### THE TASK:
List all lines of the data that include the string "address".

### TASK INPUTS:
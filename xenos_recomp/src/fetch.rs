//! Lowering for vertex-stream and texture fetch instructions.

use xenos_shader::code::{FetchOpcode, TextureDimension, TextureFetch, VertexFetch};
use xenos_shader::container::DeclUsage;

use crate::decl::USAGE_VARIABLES;
use crate::{ErrorImpl, Recompiler, SpecConstants, SWIZZLES};

/// Lane selectors of a fetch destination swizzle.
const SWIZZLE_ZERO: u32 = 4;
const SWIZZLE_ONE: u32 = 5;

fn dest_swizzle(dst_swizzle: u32, index: u32) -> u32 {
    (dst_swizzle >> (index * 3)) & 0x7
}

impl Recompiler {
    /// Prints the kept lanes of a fetch destination swizzle and returns how
    /// many there are. `operand` selects source lanes over destination lanes.
    fn print_dst_swizzle(&mut self, dst_swizzle: u32, operand: bool) -> u32 {
        let mut size = 0;

        for i in 0..4 {
            let swizzle = dest_swizzle(dst_swizzle, i);
            if swizzle <= 3 {
                let lane = if operand { swizzle } else { i };
                self.out.push(SWIZZLES[lane as usize]);
                size += 1;
            }
        }

        size
    }

    /// Constant-zero and constant-one lanes become separate assignments.
    fn print_dst_swizzle_01(&mut self, dst_register: u32, dst_swizzle: u32) {
        for i in 0..4 {
            let swizzle = dest_swizzle(dst_swizzle, i);
            if swizzle == SWIZZLE_ZERO {
                self.indent();
                self.println(format_args!(
                    "r{}.{} = 0.0;",
                    dst_register, SWIZZLES[i as usize]
                ));
            } else if swizzle == SWIZZLE_ONE {
                self.indent();
                self.println(format_args!(
                    "r{}.{} = 1.0;",
                    dst_register, SWIZZLES[i as usize]
                ));
            }
        }
    }

    fn print_src_register(&mut self, register: u32, swizzle: u32, components: u32) {
        self.print(format_args!("r{}.", register));

        for i in 0..components {
            self.out
                .push(SWIZZLES[((swizzle >> (i * 2)) & 0x3) as usize]);
        }
    }

    pub(crate) fn emit_vertex_fetch(
        &mut self,
        instr: &VertexFetch,
        address: u32,
    ) -> Result<(), ErrorImpl> {
        let Some(element) = self.vertex_elements.get(&address).copied() else {
            return Err(ErrorImpl::MissingVertexElement(address));
        };

        if instr.is_predicated {
            self.indent();
            self.println(format_args!(
                "if ({}p0)",
                if instr.predicate_condition { "" } else { "!" }
            ));

            self.indent();
            self.push("{\n");
            self.indentation += 1;
        }

        self.indent();
        self.print(format_args!("r{}.", instr.dst_register));
        let size = self.print_dst_swizzle(instr.dst_swizzle, false);

        self.push(" = ");

        if size <= 1 {
            self.push("(float)(");
        } else {
            self.print(format_args!("(float{})(", size));
        }

        match element.usage {
            DeclUsage::Normal => {
                self.spec_constants |= SpecConstants::R11G11B10_NORMAL;
                self.push("tfetchR11G11B10(asuint(swapFloats(g_SwappedNormals, ");
            }
            DeclUsage::Tangent => {
                self.spec_constants |= SpecConstants::R11G11B10_NORMAL;
                self.push("tfetchR11G11B10(asuint(swapFloats(g_SwappedTangents, ");
            }
            DeclUsage::Binormal => {
                self.spec_constants |= SpecConstants::R11G11B10_NORMAL;
                self.push("tfetchR11G11B10(asuint(swapFloats(g_SwappedBinormals, ");
            }
            DeclUsage::BlendWeight => self.push("swapFloats(g_SwappedBlendWeights, "),
            DeclUsage::TexCoord => self.push("swapFloats(g_SwappedTexcoords, "),
            _ => (),
        }

        self.print(format_args!(
            "(input.i{}{})",
            USAGE_VARIABLES[element.usage.as_usize()],
            element.usage_index,
        ));

        match element.usage {
            DeclUsage::Normal | DeclUsage::Tangent | DeclUsage::Binormal => {
                self.print(format_args!(", {})))", element.usage_index));
            }
            DeclUsage::BlendWeight | DeclUsage::TexCoord => {
                self.print(format_args!(", {})", element.usage_index));
            }
            _ => (),
        }

        self.push(").");
        self.print_dst_swizzle(instr.dst_swizzle, true);

        self.push(";\n");

        self.print_dst_swizzle_01(instr.dst_register, instr.dst_swizzle);

        if instr.is_predicated {
            self.indentation -= 1;
            self.indent();
            self.push("}\n");
        }

        Ok(())
    }

    pub(crate) fn emit_texture_fetch(&mut self, instr: &TextureFetch, bicubic: bool) {
        if instr.is_predicated {
            self.indent();
            self.println(format_args!(
                "if ({}p0)",
                if instr.predicate_condition { "" } else { "!" }
            ));

            self.indent();
            self.push("{\n");
            self.indentation += 1;
        }

        let sampler = match self.samplers.get(&instr.const_index) {
            Some(name) => name.clone(),
            None => format!("s{}", instr.const_index),
        };

        // Depth sourced through the previous frame's inverse view projection
        // is stored inverted.
        let subtract_from_one =
            self.has_mtx_prev_inv_view_projection && sampler == "sampZBuffer";

        if self.is_pixel_shader
            && instr.const_index == 0
            && instr.dimension == TextureDimension::Texture2D
        {
            // The alpha-to-coverage epilogue sharpens against the mip level
            // of the primary texture.
            self.indent();
            self.push("pixelCoord = getPixelCoord(\n");
            self.push("#ifdef __air__\n");
            self.indent();
            self.push("g_Texture2DDescriptorHeap,\n");
            self.push("#endif\n");
            self.indent();
            self.print(format_args!("{}_Texture2DDescriptorIndex, ", sampler));
            self.print_src_register(instr.src_register, instr.src_swizzle, 2);
            self.push(");\n");
        }

        self.indent();
        self.print(format_args!("r{}.", instr.dst_register));
        self.print_dst_swizzle(instr.dst_swizzle, false);

        self.push(" = ");

        match instr.opcode {
            FetchOpcode::GetTextureWeights => self.push("getWeights"),
            _ => {
                if subtract_from_one {
                    self.push("1.0 - ");
                }

                self.push("tfetch");
            }
        }

        let (dimension, components) = match instr.dimension {
            TextureDimension::Texture1D => ("1D", 1),
            TextureDimension::Texture2D => ("2D", 2),
            TextureDimension::Texture3D => ("2DArray", 3),
            TextureDimension::Cube => ("Cube", 3),
        };

        self.push(dimension);

        if bicubic {
            self.push("Bicubic");
        }

        self.push("(\n");

        self.push("#ifdef __air__\n");
        self.indent();
        self.println(format_args!("\tg_Texture{}DescriptorHeap,", dimension));
        self.indent();
        self.push("\tg_SamplerDescriptorHeap,\n");
        self.push("#endif\n");

        self.indent();
        self.print(format_args!(
            "\t{0}_Texture{1}DescriptorIndex, {0}_SamplerDescriptorIndex, ",
            sampler, dimension,
        ));
        self.print_src_register(instr.src_register, instr.src_swizzle, components);

        match instr.dimension {
            TextureDimension::Texture2D => {
                self.print(format_args!(
                    ", float2({}, {})",
                    instr.offset_x as f32 * 0.5,
                    instr.offset_y as f32 * 0.5,
                ));
            }
            TextureDimension::Texture3D => {
                self.print(format_args!(
                    ", float3({}, {}, {})",
                    instr.offset_x as f32 * 0.5,
                    instr.offset_y as f32 * 0.5,
                    instr.offset_z as f32 * 0.5,
                ));
            }
            _ => (),
        }

        self.push(").");

        self.print_dst_swizzle(instr.dst_swizzle, true);

        self.push(";\n");

        self.print_dst_swizzle_01(instr.dst_register, instr.dst_swizzle);

        if instr.is_predicated {
            self.indentation -= 1;
            self.indent();
            self.push("}\n");
        }
    }
}
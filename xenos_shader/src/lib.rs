//! Data model and decoders for Xenos shader containers.
//!
//! The container embeds a D3DX constant table, literal definition tables, a
//! stage header and the microcode proper. Everything is stored big-endian;
//! bitfields are defined on the byteswapped words.

pub mod code;
pub mod container;
pub mod reader;

pub use code::{Alu, ControlFlow, Fetch, TextureFetch, VertexFetch};
pub use container::{ConstantTable, DefinitionTable, ShaderContainer, ShaderStageInfo};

### ANSWER BOX:
        address: u32,
        let Some(element) = self.vertex_elements.get(&address).copied() else {
            return Err(ErrorImpl::MissingVertexElement(address));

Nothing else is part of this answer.